Долгие годы портрет человека по имени Штробл оставался для нее неизменным, запечатленным раз и навсегда. Долгие годы он представлялся ей едва ли не легендарным героем, всегда безупречно владеющим собой, суховатым, не прощающим ошибок и не знающим поражений. И вдруг что-то в этих понятиях сместилось.
С тех пор, как перемены в нем сделались ощутимее, он начал гораздо сильнее привлекать внимание Нормы, чем она себе признавалась. Неожиданным и новым для человека по имени Штробл стало чуть ли не постоянное с некоторых пор веселое настроение. Должны же были быть на то причины, и Норма отгадала их, с удивлением и даже внутренне сопротивляясь. Она видела, как светлело лицо Штробла, когда он докладывал о ходе работ в головных боксах; видела, сколько в нем сил и уверенности в себе, когда он после бессонной ночи и утренней планерки, на которой они с Верой доложили об успешном ходе работ, возвращался в свой кабинет. Видела Веру, которая, проходя по «Штруку», привлекала к себе взгляды всех мужчин. Видела, как она снимает каску и машет ею Штроблу, а ее черные волосы разлетаются и закрывают лицо.
— Во всем есть хорошая сторона, — сказал Штробл Шютцу. — И четыре дня, нужные нам позарез, — вот они. Не ворчи, партийный секретарь.
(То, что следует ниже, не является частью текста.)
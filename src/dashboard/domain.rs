pub mod service;

use async_trait::async_trait;
use crate::core::library::LibraryResult;
use crate::dashboard::dto::DashboardDto;

#[async_trait]
pub trait DashboardService: Sync + Send {
    async fn summary(&self) -> LibraryResult<DashboardDto>;
}
use std::collections::HashMap;
use serde::{Deserialize, Serialize};
use crate::books::domain::Book;
use crate::core::domain::Identifiable;

// Publication year sent when the librarian leaves it blank
pub const DEFAULT_PUBLICATION_YEAR: i32 = 2024;

// BookEntity is a title of the catalog as the catalog service stores it. A single
// entity stands for all the physical copies counted by `total_quantity`.
#[derive(Debug, Clone, PartialEq, Serialize, Deserialize)]
pub struct BookEntity {
    #[serde(default)]
    pub id: i64,
    #[serde(rename = "titulo")]
    pub title: String,
    #[serde(rename = "autor", default)]
    pub author: String,
    #[serde(default)]
    pub isbn: String,
    #[serde(rename = "anoPublicacao", default)]
    pub published_year: Option<i32>,
    #[serde(rename = "quantidadeTotal", default)]
    pub total_quantity: i64,
    #[serde(rename = "quantidadeDisponivel", default)]
    pub available_quantity: Option<i64>,
}

impl BookEntity {
    pub fn new(title: &str, author: &str, isbn: &str, total_quantity: i64) -> Self {
        Self {
            id: 0,
            title: title.to_string(),
            author: author.to_string(),
            isbn: isbn.to_string(),
            published_year: None,
            total_quantity,
            available_quantity: Some(total_quantity),
        }
    }

    // exact match on isbn, title and author, the keys the catalog views filter on
    pub fn matches(&self, predicate: &HashMap<String, String>) -> bool {
        predicate.iter().all(|(k, v)| match k.as_str() {
            "id" => self.id.to_string() == *v,
            "isbn" => self.isbn == *v,
            "title" => self.title == *v,
            "author" => self.author == *v,
            _ => true,
        })
    }
}

impl Identifiable for BookEntity {
    fn id(&self) -> i64 {
        self.id
    }
}

impl Book for BookEntity {
    fn title(&self) -> &str {
        self.title.as_str()
    }

    fn total_quantity(&self) -> i64 {
        self.total_quantity
    }
}

// BookPayload is the body of create and update calls on the catalog service.
#[derive(Debug, PartialEq, Serialize)]
#[serde(rename_all = "camelCase")]
pub struct BookPayload {
    pub titulo: String,
    pub autor: String,
    pub isbn: String,
    pub ano_publicacao: i32,
    pub quantidade_total: i64,
    #[serde(skip_serializing_if = "Option::is_none")]
    pub quantidade_disponivel: Option<i64>,
}

impl BookPayload {
    // a new title starts with every copy available
    pub fn for_create(book: &BookEntity) -> Self {
        let quantity = book.total_quantity.max(0);
        Self {
            titulo: book.title.to_string(),
            autor: book.author.to_string(),
            isbn: book.isbn.to_string(),
            ano_publicacao: book.published_year.unwrap_or(DEFAULT_PUBLICATION_YEAR),
            quantidade_total: quantity,
            quantidade_disponivel: Some(quantity),
        }
    }

    // the service keeps its own available count on update
    pub fn for_update(book: &BookEntity) -> Self {
        Self {
            quantidade_disponivel: None,
            ..Self::for_create(book)
        }
    }
}
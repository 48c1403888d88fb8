use crate::books::dto::BookDto;
use crate::catalog::controller::render_book;
use crate::core::command::Command;
use crate::core::controller::{AppState, CliResult};
use crate::core::library::LibraryResult;
use crate::loans::command::books_stock_cmd::{BooksStockCommand, BooksStockCommandRequest};
use crate::loans::command::edit_loan_cmd::{EditLoanCommand, EditLoanCommandRequest};
use crate::loans::command::list_loans_cmd::{ListLoansCommand, ListLoansCommandRequest};
use crate::loans::command::register_loan_cmd::{RegisterLoanCommand, RegisterLoanCommandRequest};
use crate::loans::command::remove_loan_cmd::{RemoveLoanCommand, RemoveLoanCommandRequest};
use crate::loans::command::return_loan_cmd::{ReturnLoanCommand, ReturnLoanCommandRequest};
use crate::loans::domain::LoanService;
use crate::loans::dto::LoanDto;
use crate::loans::factory;
use crate::utils::date::format_display;

async fn build_service(state: &AppState) -> LibraryResult<Box<dyn LoanService>> {
    factory::create_loan_service(&state.config).await
}

fn render_loan(loan: &LoanDto) -> String {
    format!("{:>4}  {:<25} {:<40} {}  {}  {}",
            loan.loan_id,
            loan.user_name,
            loan.book_title,
            format_display(loan.loan_date),
            format_display(loan.due_date),
            loan.display_status)
}

fn render_loans(loans: &[LoanDto]) -> String {
    if loans.is_empty() {
        return "no loans found".to_string();
    }
    loans.iter().map(render_loan).collect::<Vec<String>>().join("\n")
}

fn render_stock(books: &[BookDto]) -> String {
    if books.is_empty() {
        return "no books found".to_string();
    }
    books.iter().map(render_book).collect::<Vec<String>>().join("\n")
}

pub async fn list_loans(state: &AppState, filter: Option<String>) -> CliResult {
    let svc = build_service(state).await?;
    let res = ListLoansCommand::new(svc).execute(ListLoansCommandRequest::new(filter)).await?;
    Ok(render_loans(&res.loans))
}

pub async fn register_loan(state: &AppState, req: RegisterLoanCommandRequest) -> CliResult {
    let svc = build_service(state).await?;
    let res = RegisterLoanCommand::new(svc).execute(req).await?;
    Ok(format!("loan registered\n{}", render_loan(&res.loan)))
}

pub async fn edit_loan(state: &AppState, req: EditLoanCommandRequest) -> CliResult {
    let svc = build_service(state).await?;
    let res = EditLoanCommand::new(svc).execute(req).await?;
    Ok(format!("loan updated\n{}", render_loan(&res.loan)))
}

pub async fn return_loan(state: &AppState, loan_id: i64) -> CliResult {
    let svc = build_service(state).await?;
    let res = ReturnLoanCommand::new(svc).execute(ReturnLoanCommandRequest::new(loan_id)).await?;
    Ok(format!("loan returned\n{}", render_loan(&res.loan)))
}

pub async fn remove_loan(state: &AppState, loan_id: i64) -> CliResult {
    let svc = build_service(state).await?;
    let res = RemoveLoanCommand::new(svc).execute(RemoveLoanCommandRequest::new(loan_id)).await?;
    Ok(format!("loan {} removed", res.loan_id))
}

pub async fn books_stock(state: &AppState, ignore_loan_id: Option<i64>) -> CliResult {
    let svc = build_service(state).await?;
    let res = BooksStockCommand::new(svc).execute(BooksStockCommandRequest::new(ignore_loan_id)).await?;
    Ok(render_stock(&res.books))
}
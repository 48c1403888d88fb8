use std::env;
use std::path::PathBuf;
use serde::{Deserialize, Serialize};

// Identifiable defines common traits that can be shared by persistent objects
pub trait Identifiable : Sync + Send {
    fn id(&self) -> i64;
}

pub const DEFAULT_BACKEND_URL: &str = "http://localhost:8082";

// Configuration abstracts config options for the admin front-end
#[derive(Debug, PartialEq, Serialize, Deserialize, Clone)]
pub struct Configuration {
    pub catalog_url: String,
    pub users_url: String,
    pub data_dir: PathBuf,
    pub max_active_loans: usize,
    pub loan_days: i64,
    pub sync_stock: bool,
    pub log_level: String,
    pub log_json: bool,
}

impl Configuration {
    pub fn new(data_dir: &str) -> Self {
        Configuration {
            catalog_url: DEFAULT_BACKEND_URL.to_string(),
            users_url: DEFAULT_BACKEND_URL.to_string(),
            data_dir: PathBuf::from(data_dir),
            max_active_loans: 5,
            loan_days: 30,
            sync_stock: false,
            log_level: "warn".to_string(),
            log_json: false,
        }
    }

    /// Builds the configuration from `BIBLIO_*` environment variables, values that
    /// are missing or do not parse keep their defaults.
    pub fn from_env() -> Self {
        let mut config = Configuration::new(
            env::var("BIBLIO_DATA_DIR").unwrap_or_else(|_| ".biblio".to_string()).as_str());
        if let Ok(url) = env::var("BIBLIO_CATALOG_URL") {
            config.catalog_url = url;
        }
        if let Ok(url) = env::var("BIBLIO_USERS_URL") {
            config.users_url = url;
        }
        config.max_active_loans = env::var("BIBLIO_MAX_ACTIVE_LOANS")
            .ok()
            .and_then(|s| s.parse().ok())
            .unwrap_or(config.max_active_loans);
        config.loan_days = env::var("BIBLIO_LOAN_DAYS")
            .ok()
            .and_then(|s| s.parse().ok())
            .unwrap_or(config.loan_days);
        config.sync_stock = env::var("BIBLIO_SYNC_STOCK")
            .ok()
            .and_then(|s| s.parse().ok())
            .unwrap_or(config.sync_stock);
        if let Ok(level) = env::var("BIBLIO_LOG") {
            config.log_level = level;
        }
        config.log_json = env::var("BIBLIO_LOG_JSON")
            .ok()
            .and_then(|s| s.parse().ok())
            .unwrap_or(config.log_json);
        config
    }

    pub fn with_urls(mut self, catalog_url: Option<String>, users_url: Option<String>) -> Self {
        if let Some(url) = catalog_url {
            self.catalog_url = url;
        }
        if let Some(url) = users_url {
            self.users_url = url;
        }
        self
    }

    pub fn loans_file(&self) -> PathBuf {
        self.data_dir.join("loans.json")
    }

    pub fn session_file(&self) -> PathBuf {
        self.data_dir.join("session.json")
    }
}
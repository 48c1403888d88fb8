use crate::core::command::Command;
use crate::core::controller::{AppState, CliResult};
use crate::core::library::LibraryResult;
use crate::dashboard::command::dashboard_cmd::{DashboardCommand, DashboardCommandRequest};
use crate::dashboard::domain::DashboardService;
use crate::dashboard::dto::{DashboardDto, MONTHS};
use crate::dashboard::factory;
use crate::utils::date::format_display;

async fn build_service(state: &AppState) -> LibraryResult<Box<dyn DashboardService>> {
    factory::create_dashboard_service(&state.config).await
}

fn render_dashboard(stats: &DashboardDto) -> String {
    let mut lines = vec![
        format!("titles:          {}", stats.titles),
        format!("copies:          {}", stats.copies),
        format!("active loans:    {}", stats.active_loans),
        format!("overdue loans:   {}", stats.overdue_loans),
        format!("penalized users: {}", stats.penalized_users),
        String::new(),
        "loans per month:".to_string(),
    ];
    lines.extend(MONTHS.iter().zip(stats.loans_per_month.iter())
        .map(|(month, count)| format!("  {} {:>4}", month, count)));
    lines.push(String::new());
    if stats.recent.is_empty() {
        lines.push("no recent activity".to_string());
    } else {
        lines.push("recent activity:".to_string());
        lines.extend(stats.recent.iter()
            .map(|a| format!("  {:<8} {}  {}", a.kind, format_display(a.date), a.text)));
    }
    lines.join("\n")
}

pub async fn dashboard(state: &AppState) -> CliResult {
    let svc = build_service(state).await?;
    let res = DashboardCommand::new(svc).execute(DashboardCommandRequest::default()).await?;
    Ok(render_dashboard(&res.dashboard))
}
Шютц и не ворчал. По крайней мере, не по этой причине. Он был недоволен собой, о чем и сказал Штроблу. Ну зачем он написал это письмо Фанни? Черт его попутал! Ничего, кроме «я, я, я»! Велика ли радость получить такое письмо перед праздниками? У всех семьи как семьи, собираются с детьми в зоопарк или в кино, а ей каково в ее положении? Двое детей на руках, ждет третьего, а мужа, можно сказать, и след простыл…
— Съездил бы ты домой, — сказал Штробл, и Норма подняла голову, уловив в его голосе непривычно теплые нотки.
— Какое я имею право? — возразил Шютц. — Мы повсюду раструбили, что остаемся на праздники и выходные дни, и вдруг я поеду домой.
Он сидел на углу письменного стола, засунув руки в карманы джинсов, приподняв плечи и покачивая головой.
— Не все остаются на праздники, — вмешалась Норма. — Только что звонили из мастерских. Передали, что им на праздники оставаться причины нет. Они разъедутся по домам.
— Нет причины? — Штробл ударил себя ладонью по колену. — Ух, хитрюги! Они великолепно знают, в чем причина. Если в праздничные дни придут вагоны с деталями оборудования, а практика показывает, что с такой возможностью считаться нужно, я из головных боксов никого на разгрузку дать не смогу. И пришлось бы идти им. И это им известно!
— Вот видишь, — сказал Шютц. — Кто пойдет вправлять им мозги? Я! И что я им скажу? Примерно вот что: «У нас боевая тревога, а вы собираетесь улизнуть через черный ход?» И после этого уеду сам? Не-ет.
Немного погодя он спросил Штробла:
— Эрика тебе написала?
Штробл повременил с ответом, и Норма тоже не торопилась положить на его письменный стол отчет технологов, который держала в руках. Потом рассеянно ответил:
— Нет, — и несколько секунд спустя с прежней теплотой в голосе проговорил: — Все равно, ты мне зубы не заговаривай. Поедешь домой! Мы и начальству, и народу объясним, что к чему. О твоем дурацком письме упоминать, естественно, не станем. На каком, ты говоришь, она месяце? На шестом? Все всё поймут без лишних слов. Ты за кого нас, вообще говоря, принимаешь? — сказал он под конец.